[Opening MATERIAL FOR THIS EXERCISE section]

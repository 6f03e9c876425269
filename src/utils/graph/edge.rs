//! Edge identifier for the automaton arenas.

use std::fmt;

/// A strongly-typed identifier for edges of a control-flow automaton.
///
/// `EdgeId` wraps a `usize` slot index into the edge arena. Like
/// [`NodeId`](crate::NodeId), handles are assigned sequentially, remain
/// stable across removals (tombstones), and are the only way nodes and edges
/// reference each other: a node's ordered leaving/entering lists, its summary
/// slots, and the shared-summary links of a call/return/summary triple all
/// hold `EdgeId`s.
///
/// # Thread Safety
///
/// `EdgeId` is [`Copy`], [`Send`], and [`Sync`].
#[derive(Clone, Copy, PartialEq, Eq, PartialOrd, Ord, Hash)]
pub struct EdgeId(pub(crate) usize);

impl EdgeId {
    /// Creates an `EdgeId` from a raw slot index.
    ///
    /// Primarily intended for internal use and testing; normal usage obtains
    /// handles from [`CfaBuilder::add_edge`](crate::CfaBuilder::add_edge).
    #[must_use]
    #[inline]
    pub const fn new(index: usize) -> Self {
        EdgeId(index)
    }

    /// Returns the raw slot index of this handle.
    #[must_use]
    #[inline]
    pub const fn index(self) -> usize {
        self.0
    }
}

impl fmt::Debug for EdgeId {
    fn fmt(&self, f: &mut fmt::Formatter<'_>) -> fmt::Result {
        write!(f, "EdgeId({})", self.0)
    }
}

impl fmt::Display for EdgeId {
    fn fmt(&self, f: &mut fmt::Formatter<'_>) -> fmt::Result {
        write!(f, "E{}", self.0)
    }
}

impl From<usize> for EdgeId {
    #[inline]
    fn from(index: usize) -> Self {
        EdgeId(index)
    }
}

impl From<EdgeId> for usize {
    #[inline]
    fn from(edge: EdgeId) -> Self {
        edge.0
    }
}

#[cfg(test)]
mod tests {
    use super::*;

    #[test]
    fn test_edge_id_roundtrip() {
        let edge = EdgeId::new(9);
        assert_eq!(edge.index(), 9);
        assert_eq!(usize::from(edge), 9);
        assert_eq!(EdgeId::from(9usize), edge);
    }

    #[test]
    fn test_edge_id_formats() {
        let edge = EdgeId::new(12);
        assert_eq!(format!("{edge:?}"), "EdgeId(12)");
        assert_eq!(format!("{edge}"), "E12");
    }

    #[test]
    fn test_edge_id_distinct_from_node_id() {
        use crate::utils::graph::NodeId;

        let node = NodeId::new(5);
        let edge = EdgeId::new(5);

        // Same underlying value, different types; mixing them does not compile.
        assert_eq!(node.index(), edge.index());
    }
}
//! Automaton nodes: program locations.
//!
//! A node is a program location between two control-flow steps. Nodes keep
//! their adjacency explicitly: ordered lists of leaving and entering edge
//! handles, plus a dedicated one-slot channel per direction for summary
//! edges, which never appear in the ordered lists.

use crate::{
    cfa::{ast::Declaration, function::FunctionId},
    utils::graph::{EdgeId, NodeId},
};

/// Classification of a program location.
///
/// The enum is closed and matched exhaustively throughout the crate, so
/// adding a kind forces every transformation to handle it.
#[derive(Debug, Clone, PartialEq, Eq)]
pub enum NodeKind {
    /// An ordinary location.
    Plain,
    /// A location carrying a source-level label.
    Label {
        /// The label name.
        name: String,
    },
    /// The unique entry location of a function.
    FunctionEntry {
        /// Back-reference to the function's exit node; `None` once the exit
        /// has been pruned because it was unreachable (the function never
        /// returns).
        exit: Option<NodeId>,
        /// Synthetic variable receiving the function's return value, if the
        /// function returns one.
        return_variable: Option<Declaration>,
    },
    /// The unique exit location of a function.
    FunctionExit,
    /// A location the program never leaves (abort, infinite failure stop).
    Termination,
}

impl NodeKind {
    /// Returns `true` for function-entry nodes.
    #[must_use]
    pub const fn is_function_entry(&self) -> bool {
        matches!(self, NodeKind::FunctionEntry { .. })
    }

    /// Returns `true` for function-exit nodes.
    #[must_use]
    pub const fn is_function_exit(&self) -> bool {
        matches!(self, NodeKind::FunctionExit)
    }

    /// Returns `true` for termination nodes.
    #[must_use]
    pub const fn is_termination(&self) -> bool {
        matches!(self, NodeKind::Termination)
    }

    /// Returns `true` for nodes that may legally have no leaving edges.
    #[must_use]
    pub const fn is_exit_or_termination(&self) -> bool {
        matches!(self, NodeKind::FunctionExit | NodeKind::Termination)
    }
}

/// A program location in the automaton.
///
/// Nodes are owned by the automaton arena and addressed by [`NodeId`]. All
/// adjacency is stored as edge handles:
///
/// - `leaving` / `entering` - ordered lists of ordinary edges;
/// - `leaving_summary` / `entering_summary` - the at-most-one summary edge
///   per direction. Summary edges live only in these slots.
///
/// The reverse-postorder id is assigned per function when the automaton is
/// sealed; before sealing it is zero.
#[derive(Debug, Clone)]
pub struct CfaNode {
    pub(crate) id: NodeId,
    pub(crate) function: FunctionId,
    pub(crate) kind: NodeKind,
    pub(crate) rpo_id: u32,
    pub(crate) leaving: Vec<EdgeId>,
    pub(crate) entering: Vec<EdgeId>,
    pub(crate) leaving_summary: Option<EdgeId>,
    pub(crate) entering_summary: Option<EdgeId>,
}

impl CfaNode {
    pub(crate) fn new(id: NodeId, function: FunctionId, kind: NodeKind) -> Self {
        Self {
            id,
            function,
            kind,
            rpo_id: 0,
            leaving: Vec::new(),
            entering: Vec::new(),
            leaving_summary: None,
            entering_summary: None,
        }
    }

    /// Returns this node's handle.
    #[must_use]
    pub const fn id(&self) -> NodeId {
        self.id
    }

    /// Returns the handle of the owning function.
    #[must_use]
    pub const fn function(&self) -> FunctionId {
        self.function
    }

    /// Returns the node kind.
    #[must_use]
    pub const fn kind(&self) -> &NodeKind {
        &self.kind
    }

    /// Returns the reverse-postorder id assigned at seal time.
    ///
    /// Ids are per function, entry first. Nodes not reachable from their
    /// function entry keep the id 0.
    #[must_use]
    pub const fn rpo_id(&self) -> u32 {
        self.rpo_id
    }

    /// Returns the ordered leaving edges, excluding the summary edge.
    #[must_use]
    pub fn leaving(&self) -> &[EdgeId] {
        &self.leaving
    }

    /// Returns the ordered entering edges, excluding the summary edge.
    #[must_use]
    pub fn entering(&self) -> &[EdgeId] {
        &self.entering
    }

    /// Returns the leaving summary edge, if this node is a call site.
    #[must_use]
    pub const fn leaving_summary(&self) -> Option<EdgeId> {
        self.leaving_summary
    }

    /// Returns the entering summary edge, if this node is a return site.
    #[must_use]
    pub const fn entering_summary(&self) -> Option<EdgeId> {
        self.entering_summary
    }

    /// Returns the number of ordinary leaving edges.
    #[must_use]
    pub fn num_leaving(&self) -> usize {
        self.leaving.len()
    }

    /// Returns the number of ordinary entering edges.
    #[must_use]
    pub fn num_entering(&self) -> usize {
        self.entering.len()
    }
}

#[cfg(test)]
mod tests {
    use super::*;

    #[test]
    fn test_kind_predicates() {
        assert!(NodeKind::FunctionEntry {
            exit: Some(NodeId::new(1)),
            return_variable: None
        }
        .is_function_entry());
        assert!(NodeKind::FunctionExit.is_exit_or_termination());
        assert!(NodeKind::Termination.is_exit_or_termination());
        assert!(!NodeKind::Plain.is_exit_or_termination());
        assert!(!NodeKind::Label {
            name: "l".to_string()
        }
        .is_function_entry());
    }

    #[test]
    fn test_fresh_node_has_no_adjacency() {
        let node = CfaNode::new(NodeId::new(0), FunctionId::new(0), NodeKind::Plain);
        assert_eq!(node.num_leaving(), 0);
        assert_eq!(node.num_entering(), 0);
        assert!(node.leaving_summary().is_none());
        assert!(node.entering_summary().is_none());
        assert_eq!(node.rpo_id(), 0);
    }
}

[Closing MATERIAL FOR THIS EXERCISE section]

• TASK REQUIREMENTS: Please restate only the opening stretch of the records above: every line from the first through the one containing "impl fmt::Debug for", exactly as written.

• RESPONSE TO THIS TASK:
repository 6f03e9c876425269
filename src/utils/graph/edge.rs
//! Edge identifier for the automaton arenas.

use std::fmt;

/// A strongly-typed identifier for edges of a control-flow automaton.
///
/// `EdgeId` wraps a `usize` slot index into the edge arena. Like
/// [`NodeId`](crate::NodeId), handles are assigned sequentially, remain
/// stable across removals (tombstones), and are the only way nodes and edges
/// reference each other: a node's ordered leaving/entering lists, its summary
/// slots, and the shared-summary links of a call/return/summary triple all
/// hold `EdgeId`s.
///
/// # Thread Safety
///
/// `EdgeId` is [`Copy`], [`Send`], and [`Sync`].
#[derive(Clone, Copy, PartialEq, Eq, PartialOrd, Ord, Hash)]
pub struct EdgeId(pub(crate) usize);

impl EdgeId {
    /// Creates an `EdgeId` from a raw slot index.
    ///
    /// Primarily intended for internal use and testing; normal usage obtains
    /// handles from [`CfaBuilder::add_edge`](crate::CfaBuilder::add_edge).
    #[must_use]
    #[inline]
    pub const fn new(index: usize) -> Self {
        EdgeId(index)
    }

    /// Returns the raw slot index of this handle.
    #[must_use]
    #[inline]
    pub const fn index(self) -> usize {
        self.0
    }
}

impl fmt::Debug for EdgeId {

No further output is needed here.